SILENE GALLICA

Family:- CARYOPHYLLACEAE/Sect. SILENE

Common Names:- Small-flowered catchfly

Synonyms:- Corone gallica, Oncerum gallicum, Silene arvensis.

Meaning:- Silene (Gr) A name used by the Greek philosopher Theophrastus for
catchfly.
                  Gallica (L) From France, French.       
                
General description:- Very variable short to medium sticky-hairy annual.

Stems:-
1) 5-45 cm, erect, simple to much-branched, pubescent, viscid above or glabrous.

Leaves:-
1) Opposite, simple, narrow, linear to lanceolate, only the lower ones petiolate, very
    hairy.

Flowers:-
1) White or pink, often with red marks at the base of the petals, from 6-10mm,
    erect, joined together in unilateral racemes.
2) Corolla, with 5 free petals, indented or not.
3) Calyx, with 5 bulbous sepals, from 7-10 mm long, tightened at the top, with a
    protruding vein masking the base of the petals.
4) Stamens,10 including 5 a little shorter.
5) Styles, 3

Fruit:-
1) Capsule, 6-9 mm; carpophore usually 1 mm or less.
2) Seeds, dark brown; faces deeply concave, covered in numerous small striated
   tubercules.

Key features:-
1) Calyx 7-10 mm.
2) Carpophore less than 1 mm.
3) Seeds with excavate face and wide, flat or concave back.
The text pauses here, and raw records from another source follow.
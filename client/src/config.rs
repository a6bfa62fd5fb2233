//! Tunables for a download.
//!
//! Defaults suit a desktop client on an ordinary connection; every field can
//! be overridden through a `SHOAL_*` environment variable.

use crate::peer::SessionConfig;
use std::str::FromStr;
use std::time::Duration;

/// The conventional block size; peers commonly refuse anything larger.
pub const DEFAULT_BLOCK_SIZE: u32 = 16 * 1024;

/// Largest frame accepted from a peer. Covers any sane bitfield as well as a
/// full block plus its header.
pub const DEFAULT_MAX_FRAME_LEN: u32 = 1 << 20;

/// Bytes a piece message spends on its id, index and offset.
const PIECE_HEADER_LEN: u32 = 9;

#[derive(Debug, Clone, PartialEq, Eq)]
pub struct DownloadConfig {
    pub block_size: u32,
    /// Outstanding requests allowed per session.
    pub pipeline_depth: usize,
    pub connect_timeout: Duration,
    pub handshake_timeout: Duration,
    pub read_timeout: Duration,
    /// How long to wait for the first unchoke before giving up on the swarm.
    pub connection_phase_timeout: Duration,
    pub poll_interval: Duration,
    /// Time sessions get to close on their own before being aborted.
    pub shutdown_grace: Duration,
    pub max_peers: usize,
    pub max_violations: u32,
    pub max_frame_len: u32,
    /// Port reported to the tracker. Nothing listens on it.
    pub listen_port: u16,
    /// Re-verify existing bytes on disk before downloading.
    pub recheck: bool,
}

impl Default for DownloadConfig {
    fn default() -> Self {
        Self {
            block_size: DEFAULT_BLOCK_SIZE,
            pipeline_depth: 5,
            connect_timeout: Duration::from_secs(10),
            handshake_timeout: Duration::from_secs(15),
            read_timeout: Duration::from_secs(30),
            connection_phase_timeout: Duration::from_secs(30),
            poll_interval: Duration::from_secs(1),
            shutdown_grace: Duration::from_secs(2),
            max_peers: 25,
            max_violations: 3,
            max_frame_len: DEFAULT_MAX_FRAME_LEN,
            listen_port: 6881,
            recheck: true,
        }
    }
}

impl DownloadConfig {
    /// Defaults with `SHOAL_*` environment overrides applied.
    pub fn from_env() -> Self {
        Self::from_lookup(|key| std::env::var(key).ok())
    }

    /// Defaults with overrides taken from `lookup`. Unparsable values are
    /// logged and ignored.
    pub fn from_lookup(lookup: impl Fn(&str) -> Option<String>) -> Self {
        let mut config = Self::default();

        override_with(&lookup, "SHOAL_BLOCK_SIZE", &mut config.block_size);
        override_with(&lookup, "SHOAL_PIPELINE_DEPTH", &mut config.pipeline_depth);
        override_secs(&lookup, "SHOAL_CONNECT_TIMEOUT", &mut config.connect_timeout);
        override_secs(&lookup, "SHOAL_HANDSHAKE_TIMEOUT", &mut config.handshake_timeout);
        override_secs(&lookup, "SHOAL_READ_TIMEOUT", &mut config.read_timeout);
        override_secs(
            &lookup,
            "SHOAL_CONNECTION_PHASE_TIMEOUT",
            &mut config.connection_phase_timeout,
        );
        override_with(&lookup, "SHOAL_MAX_PEERS", &mut config.max_peers);
        override_with(&lookup, "SHOAL_MAX_VIOLATIONS", &mut config.max_violations);
        override_with(&lookup, "SHOAL_MAX_FRAME_LEN", &mut config.max_frame_len);
        override_with(&lookup, "SHOAL_LISTEN_PORT", &mut config.listen_port);
        override_with(&lookup, "SHOAL_RECHECK", &mut config.recheck);

        // A requested block must fit in a frame we are willing to read.
        config.max_frame_len = config.max_frame_len.max(PIECE_HEADER_LEN + 1);
        let largest_block = DEFAULT_BLOCK_SIZE.min(config.max_frame_len - PIECE_HEADER_LEN);
        config.block_size = config.block_size.clamp(1, largest_block);
        config.pipeline_depth = config.pipeline_depth.max(1);
        config.max_violations = config.max_violations.max(1);
        config
    }

    pub fn session_config(&self) -> SessionConfig {
        SessionConfig {
            connect_timeout: self.connect_timeout,
            handshake_timeout: self.handshake_timeout,
            read_timeout: self.read_timeout,
            max_violations: self.max_violations,
            max_frame_len: self.max_frame_len,
        }
    }
}

fn override_with<T: FromStr>(lookup: &impl Fn(&str) -> Option<String>, key: &str, slot: &mut T) {
    let Some(raw) = lookup(key) else {
        return;
    };
    match raw.trim().parse() {
        Ok(value) => *slot = value,
        Err(_) => tracing::warn!(key, value = %raw, "ignoring invalid config override"),
    }
}

fn override_secs(lookup: &impl Fn(&str) -> Option<String>, key: &str, slot: &mut Duration) {
    let mut secs = slot.as_secs();
    override_with(lookup, key, &mut secs);
    *slot = Duration::from_secs(secs);
}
Habitat:- Generally as a weed of fallow fields, olive groves, vineyards and
roadsides,
sometimes in coastal habitats or on rocky slopes with dry open shrubby vegetation.
0-600(-1100) m.

Distribution:- Widespread and common throughout the Mediterranean. Fairly
widespread on Crete, more common in the west.

Flowering time:- Mar-June.

Photos by:- Steve Lenton
SPECIES DESCRIPTION
GLOSSARY OF TERMS USED

Calyx:- A collective name for the sepals - the outer whorl of organs in most flowers.
Capsule:- Dry fruit that opens when ripe. splitting from the apex to the base into
separate segments known as valves.
Carpophore:- The fruit bearing stalk  A prolongation of the receptacle or floral axis
bearing the carpels or ovary.
Corolla:- Collective name for the petals.

Glabrous:- Without hairs, hairless.

Lanceolate:- Lance-shaped: more or less elliptical but broadest below the middle.
Linear:- Narrow and parallel-sided. Narrow, much longer than wide.

Petal:- The inner perianth segments when they clearly differ from the outer.
Petiolate:- Having a leaf stalk.
Pubescent:- Covered with fine short soft hairs, downy.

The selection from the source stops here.